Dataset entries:
##########

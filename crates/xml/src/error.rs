//! Error types for fragment parsing and writing.

use thiserror::Error;

/// Errors raised while parsing or writing an XML fragment.
#[derive(Error, Debug, Clone, PartialEq, Eq)]
pub enum XmlError {
    /// The input is not well-formed XML.
    #[error("XML syntax error at byte {position}: {message}")]
    Syntax { position: usize, message: String },

    /// The input ended while elements were still open.
    #[error("unexpected end of input inside <{open}>")]
    UnexpectedEof { open: String },

    /// An end tag closes a different element than the one open.
    #[error("mismatched end tag at byte {position}: expected </{expected}>, found </{found}>")]
    MismatchedEnd {
        position: usize,
        expected: String,
        found: String,
    },

    /// The input contains no element at all.
    #[error("fragment has no root element")]
    NoRootElement,

    /// Something other than whitespace, comments or processing instructions
    /// follows the root element.
    #[error("unexpected content after root element at byte {position}")]
    TrailingContent { position: usize },

    /// The writer failed to emit an event.
    #[error("failed to write XML: {0}")]
    Write(String),
}

/// Result type alias for fragment operations.
pub type Result<T> = std::result::Result<T, XmlError>;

##########

• Work task
All that is needed is a number: how many lines in the data above contain the string "Result".

• Exercise response
2